Mr Annan and Mrs Robinson were referring to armed Islamic groups killing 40 villagers, including 10 children, on Sunday in Bilda province, south of Algiers. Among the reported dead was an eight-month-old baby, whose head was found on the roof of the family home and his body in the kitchen oven.
Mrs Robinson, the former President of Ireland, who recently took up her UN post, on Monday met Algeria's Foreign Minister, Mr Ahmed Attaf, who is attending the UN General Assembly session. She said she realised Algeria had "different views" about international interference.
"One of the things that has been an important experience of the international community is that human rights don't have those kind of borders," she said yesterday. "And when there are serious violations of civilians' rights and when the situation is as bad as in Algeria, I do not and cannot consider that to be an internal situation," she said.
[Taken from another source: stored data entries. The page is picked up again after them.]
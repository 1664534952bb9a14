//! Hue bridge access.
//!
//! The rest of the crate talks to the bridge only through [`SensorGateway`].
//! [`HueClient`] is the REST implementation, [`HueSession`] guards it so that
//! nothing fetches sensors before the bridge has been reached and the
//! configured username has been accepted.

mod client;
pub mod session;

pub use client::HueClient;
pub use session::{HueSession, SessionState};

use crate::error::Result;
use crate::sensors::{SensorId, SensorReading};
use async_trait::async_trait;

/// Public identity of a reachable bridge.
#[derive(Debug, Clone, PartialEq, Eq)]
pub struct BridgeInfo {
    pub name: String,
    pub bridge_id: String,
    pub api_version: String,
}

/// Source of sensor readings.
///
/// Every call is one network round-trip. Nothing is cached here; callers
/// that want to reuse a bulk listing keep it themselves.
#[async_trait]
pub trait SensorGateway: Send + Sync {
    /// Verify the bridge is reachable and the username is authorized.
    async fn check_reachable(&self) -> Result<BridgeInfo>;

    /// Fetch every sensor known to the bridge.
    async fn fetch_all(&self) -> Result<Vec<SensorReading>>;

    /// Fetch one sensor by its bridge-local id.
    async fn fetch_by_id(&self, id: &SensorId) -> Result<SensorReading>;
}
Joe Carroll adds from New York:
Mrs Robinson was publicly rebuked by the Algerian mission to the UN. A sharp communique from the Algerian mission said it was "inadmissible that a senior official of the UN should exceed her powers by making a valuejudgment on the sovereign position of a member-state, especially when that concerns the refusal of outside interference, a fundamental principle of the United Nations."
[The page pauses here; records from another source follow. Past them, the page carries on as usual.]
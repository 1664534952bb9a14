//! Physical sensor data as reported by the Hue bridge.
//!
//! A [`SensorReading`] is a fresh, immutable snapshot of one bridge sensor.
//! A [`SensorRef`] is how configuration points at a sensor, either by the
//! bridge-local id or by a prefix of the sensor's hardware address.

pub mod resolver;

pub use resolver::SensorResolver;

use crate::error::{DeltaError, Result};
use serde::{Deserialize, Serialize};
use std::fmt;
use std::str::FromStr;
use strum::EnumString;

/// Bridge-local sensor id.
///
/// The bridge keys its sensor map by strings ("5", "12"), while configuration
/// files usually carry plain numbers, so both are accepted.
#[derive(Debug, Clone, PartialEq, Eq, Hash, PartialOrd, Ord, Serialize, Deserialize)]
#[serde(from = "RawSensorId")]
pub struct SensorId(String);

#[derive(Deserialize)]
#[serde(untagged)]
enum RawSensorId {
    Number(u64),
    Text(String),
}

impl From<RawSensorId> for SensorId {
    fn from(raw: RawSensorId) -> Self {
        match raw {
            RawSensorId::Number(n) => SensorId(n.to_string()),
            RawSensorId::Text(s) => SensorId(s),
        }
    }
}

impl SensorId {
    pub fn new(id: impl Into<String>) -> Self {
        Self(id.into())
    }

    pub fn as_str(&self) -> &str {
        &self.0
    }
}

impl From<u32> for SensorId {
    fn from(id: u32) -> Self {
        Self(id.to_string())
    }
}

impl From<&str> for SensorId {
    fn from(id: &str) -> Self {
        Self(id.to_string())
    }
}

impl fmt::Display for SensorId {
    fn fmt(&self, f: &mut fmt::Formatter<'_>) -> fmt::Result {
        f.write_str(&self.0)
    }
}

/// Sensor type tag from the bridge's `type` field.
#[derive(Debug, Clone, PartialEq, Eq, Hash, EnumString)]
pub enum SensorKind {
    /// Zigbee temperature sensor (Hue motion sensor, Hue temperature sensor)
    #[strum(serialize = "ZLLTemperature")]
    ZllTemperature,
    /// Virtual temperature sensor created through the bridge API
    #[strum(serialize = "CLIPTemperature")]
    ClipTemperature,
    #[strum(default)]
    Other(String),
}

impl SensorKind {
    pub fn parse(tag: &str) -> Self {
        // The default variant makes this infallible.
        SensorKind::from_str(tag).unwrap_or_else(|_| SensorKind::Other(tag.to_string()))
    }

    pub fn is_temperature(&self) -> bool {
        matches!(
            self,
            SensorKind::ZllTemperature | SensorKind::ClipTemperature
        )
    }
}

impl fmt::Display for SensorKind {
    fn fmt(&self, f: &mut fmt::Formatter<'_>) -> fmt::Result {
        match self {
            SensorKind::ZllTemperature => f.write_str("ZLLTemperature"),
            SensorKind::ClipTemperature => f.write_str("CLIPTemperature"),
            SensorKind::Other(tag) => f.write_str(tag),
        }
    }
}

/// One sensor as fetched from the bridge.
#[derive(Debug, Clone, PartialEq)]
pub struct SensorReading {
    pub id: SensorId,
    pub name: String,
    pub kind: SensorKind,
    /// Hardware address, e.g. `00:17:88:01:02:03:04:05-02-0402`
    pub unique_id: Option<String>,
    /// Temperature in hundredths of a degree Celsius (2150 = 21.50°C)
    pub temperature: Option<i32>,
}

impl SensorReading {
    /// Temperature usable as a delta input.
    ///
    /// Fails for non-temperature sensors and for temperature sensors that
    /// have not reported a value yet.
    pub fn temperature(&self) -> Result<i32> {
        if !self.kind.is_temperature() {
            return Err(DeltaError::SensorNotFound(format!(
                "sensor {} is a {} sensor, not a temperature sensor",
                self.id, self.kind
            )));
        }
        self.temperature.ok_or_else(|| {
            DeltaError::SensorNotFound(format!("sensor {} reports no temperature", self.id))
        })
    }

    /// Case-insensitive hardware address prefix match.
    pub fn matches_address(&self, prefix: &str) -> bool {
        self.unique_id.as_deref().is_some_and(|unique_id| {
            unique_id
                .to_ascii_lowercase()
                .starts_with(&prefix.to_ascii_lowercase())
        })
    }
}

/// Configured reference to one physical sensor.
#[derive(Debug, Clone, PartialEq, Eq, Serialize, Deserialize)]
#[serde(untagged)]
pub enum SensorRef {
    /// `{ "id": 5 }`: bridge-local id
    ById { id: SensorId },
    /// `{ "address": "00:17:88:01:02:03" }`: prefix of the hardware address
    ByAddressPrefix { address: String },
}

impl fmt::Display for SensorRef {
    fn fmt(&self, f: &mut fmt::Formatter<'_>) -> fmt::Result {
        match self {
            SensorRef::ById { id } => write!(f, "id {}", id),
            SensorRef::ByAddressPrefix { address } => write!(f, "address {}*", address),
        }
    }
}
Meanwhile, shortly before her first press conference at UN headquarters here yesterday, Mrs Robinson found herself plunged into a crisis over the fate of the team investigating alleged abuses in the Democratic Republic of the Congo.
She was informed that President Laurent Kabila was reported to have called on the UN human rights team to leave the country.
Mrs Robinson said if the report was confirmed it would make the situation of the investigative team "untenable". But that would not mean the end of concern over human rights in the Congo.
At the news conference, Mrs Robinson also took issue with a comment from the Argentine ambassador to the UN in an article in Newsweek about her new post entitled, "Here's to you, Mrs R. Ireland's ex-president takes on global thugs".
The Ambassador, Mr Fernando Enrique Petrella, said: "How can she convince the rest of the international community that Western human rights is what's best for everybody?"
Mrs Robinson said she wanted to "confront" the comment.
Asked by The Irish Times if the presence of four women candidates in the Irish presidential election meant that the women's rights situation had improved in Ireland, Mrs Robinson said: "I welcome women candidates for all high positions. I am not going to give a more direct answer. That's one question I'll pass on," she said, laughing.
But she said the women candidates "reflect that sense of not only women taking responsibility but making changes".
Algeria's Islamic Salvation Army (AIS) is to begin a ceasefire today which, it says, will expose a rival militant group it blames for "extreme barbarity" against civilians.
Just hours before the ceasefire was due to start, Algerian newspapers said more than 60 civilians were killed in new massacres in Algeria and that government troops had killed 40 Muslim rebels.